In some of their experiments they showed a picture briefly and then had their participants read a short story that mentioned the object. Here is the twist. In some of the stories the object was reported as being present and in others it was reported as being absent. After reading the story the participants were shown two versions of the image one being more transparent than the other. Note that the initial picture had a transparency of 50%.

In the case of the stories in which the objects were said to be present, the participants chose the more opaque picture as being most like the one seen before the story.

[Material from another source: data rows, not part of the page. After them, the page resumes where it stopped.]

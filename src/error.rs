use std::fmt;

/// Errors surfaced by the backup and restore orchestrators.
#[derive(Debug, thiserror::Error)]
pub enum Error {
    #[error("invalid configuration: {0}")]
    Config(String),

    #[error("malformed artifact location `{location}`: {reason}")]
    MalformedLocation { location: String, reason: String },

    #[error("Cloud SQL instance {0} not found")]
    InstanceNotFound(String),

    #[error("no stored root credential found in secret {secret}")]
    MissingCredential { secret: String },

    #[error("got no operation handle to wait for")]
    MissingOperation,

    #[error("operation {operation} failed: {}", .messages.join("; "))]
    OperationFailed {
        operation: String,
        messages: Vec<String>,
    },

    #[error("timed out waiting for operation {operation}")]
    TimedOut { operation: String },

    #[error("database error: {0}")]
    Database(#[from] tokio_postgres::Error),

    #[error("statistics artifact could not be encoded or decoded: {0}")]
    Statistics(#[from] serde_yaml::Error),

    #[error("table {table} from the backup statistics is missing after restore")]
    MissingTableStatistic { table: String },

    #[error("restored data failed validation: {}", join_mismatches(.0))]
    Validation(Vec<RowCountMismatch>),

    #[error(transparent)]
    Remote(#[from] anyhow::Error),
}

pub type Result<T, E = Error> = std::result::Result<T, E>;

/// A table whose restored row count differs from the one captured at backup time.
#[derive(Debug, Clone, PartialEq, Eq)]
pub struct RowCountMismatch {
    pub table: String,
    pub expected: i64,
    pub actual: i64,
}

impl fmt::Display for RowCountMismatch {
    fn fmt(&self, f: &mut fmt::Formatter<'_>) -> fmt::Result {
        write!(
            f,
            "row count mismatch for {}: expected {}, got {}",
            self.table, self.expected, self.actual
        )
    }
}

fn join_mismatches(mismatches: &[RowCountMismatch]) -> String {
    mismatches
        .iter()
        .map(ToString::to_string)
        .collect::<Vec<_>>()
        .join("; ")
}

#[cfg(test)]
mod tests {
    use super::*;

    #[test]
    fn validation_error_lists_every_mismatch() {
        let err = Error::Validation(vec![
            RowCountMismatch {
                table: "public.orders".to_string(),
                expected: 100,
                actual: 99,
            },
            RowCountMismatch {
                table: "public.items".to_string(),
                expected: 5,
                actual: 0,
            },
        ]);

        assert_eq!(
            err.to_string(),
            "restored data failed validation: row count mismatch for public.orders: expected 100, got 99; \
             row count mismatch for public.items: expected 5, got 0"
        );
    }

    #[test]
    fn operation_failure_carries_all_messages() {
        let err = Error::OperationFailed {
            operation: "op-1".to_string(),
            messages: vec!["disk full".to_string(), "quota".to_string()],
        };
        assert_eq!(err.to_string(), "operation op-1 failed: disk full; quota");
    }
}
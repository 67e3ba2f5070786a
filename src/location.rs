//! Object paths of the artifacts written by a backup run.
//!
//! Every instance backup shares one timestamp token across its artifacts:
//!
//! ```text
//! gs://{bucket}/{instance}/cloudsql/{database}-{timestamp}.sql[.gz]
//! {instance}/cloudsql/users-{timestamp}.txt
//! {instance}/cloudsql/stats-{database}-{timestamp}.yaml
//! ```

use chrono::{DateTime, Utc};

use crate::error::{Error, Result};

const SCHEME: &str = "gs";
const TIMESTAMP_FORMAT: &str = "%Y%m%dT%H%M%S";

#[derive(Debug, Clone, PartialEq, Eq)]
pub struct BackupLocation {
    pub bucket: String,
    pub instance: String,
    /// Object prefix shared by all artifacts of the run, with a trailing `/`.
    pub path: String,
    pub timestamp: String,
    pub compression: bool,
}

impl BackupLocation {
    pub fn new(bucket: &str, instance: &str, timestamp: &str, compression: bool) -> Self {
        Self {
            bucket: bucket.to_string(),
            instance: instance.to_string(),
            path: format!("{instance}/cloudsql/"),
            timestamp: timestamp.to_string(),
            compression,
        }
    }

    pub fn database_location(&self, database: &str) -> String {
        let extension = if self.compression { "sql.gz" } else { "sql" };
        format!(
            "{SCHEME}://{}/{}{}-{}.{}",
            self.bucket, self.path, database, self.timestamp, extension
        )
    }

    pub fn user_location(&self) -> String {
        format!("{}users-{}.txt", self.path, self.timestamp)
    }

    pub fn stats_location(&self, database: &str) -> String {
        format!("{}stats-{}-{}.yaml", self.path, database, self.timestamp)
    }
}

/// Timestamp token shared by the artifacts of one backup run.
pub fn timestamp_token(now: DateTime<Utc>) -> String {
    now.format(TIMESTAMP_FORMAT).to_string()
}

/// A database dump reference taken apart into the run it belongs to.
#[derive(Debug, Clone, PartialEq, Eq)]
pub struct ArtifactLocation {
    pub location: BackupLocation,
    pub database: String,
}

impl ArtifactLocation {
    /// Parses `scheme://bucket/instance/.../database-timestamp.sql[.gz]`.
    ///
    /// The database is everything before the last hyphen of the file name, so
    /// hyphenated database names survive; the timestamp runs up to the first dot.
    pub fn parse(uri: &str) -> Result<Self> {
        let malformed = |reason: &str| Error::MalformedLocation {
            location: uri.to_string(),
            reason: reason.to_string(),
        };

        let (_, rest) = uri
            .split_once("://")
            .ok_or_else(|| malformed("missing scheme"))?;
        let segments: Vec<&str> = rest.split('/').collect();
        let [bucket, instance, .., file] = segments.as_slice() else {
            return Err(malformed("expected bucket, instance and file segments"));
        };
        if bucket.is_empty() || instance.is_empty() {
            return Err(malformed("empty bucket or instance segment"));
        }

        let directories = &segments[1..segments.len() - 1];
        if directories.iter().any(|segment| segment.is_empty()) {
            return Err(malformed("empty path segment"));
        }
        let path = format!("{}/", directories.join("/"));

        let (database, tail) = file
            .rsplit_once('-')
            .ok_or_else(|| malformed("file name has no `database-timestamp` form"))?;
        let (timestamp, extension) = tail
            .split_once('.')
            .ok_or_else(|| malformed("file name has no extension"))?;
        if database.is_empty() || timestamp.is_empty() {
            return Err(malformed("empty database or timestamp"));
        }
        let compression = match extension {
            "sql" => false,
            "sql.gz" => true,
            _ => return Err(malformed("extension is neither `sql` nor `sql.gz`")),
        };

        Ok(Self {
            location: BackupLocation {
                bucket: bucket.to_string(),
                instance: instance.to_string(),
                path,
                timestamp: timestamp.to_string(),
                compression,
            },
            database: database.to_string(),
        })
    }

    pub fn user_location(&self) -> String {
        self.location.user_location()
    }

    pub fn stats_location(&self) -> String {
        self.location.stats_location(&self.database)
    }
}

Whereas when the story mentioned that the object was not present, the choices switched to the more transparent picture of the two shown at the end.

So it seems that mentioning that something is around in a story gives us a stronger image of that object than if the story mentions that it wasn’t there. This is a very interesting cognitive result. For example, if someone tells me that they saw a unicorn in my garden this morning, I will have a stronger picture of a unicorn eating my roses than if they had said that there was no unicorn in my garden.

I will be watching out for the technique in the fairy stories in the political advertisements this summer. If they tell me it’s true maybe I’ll see the utopia – picture perfect.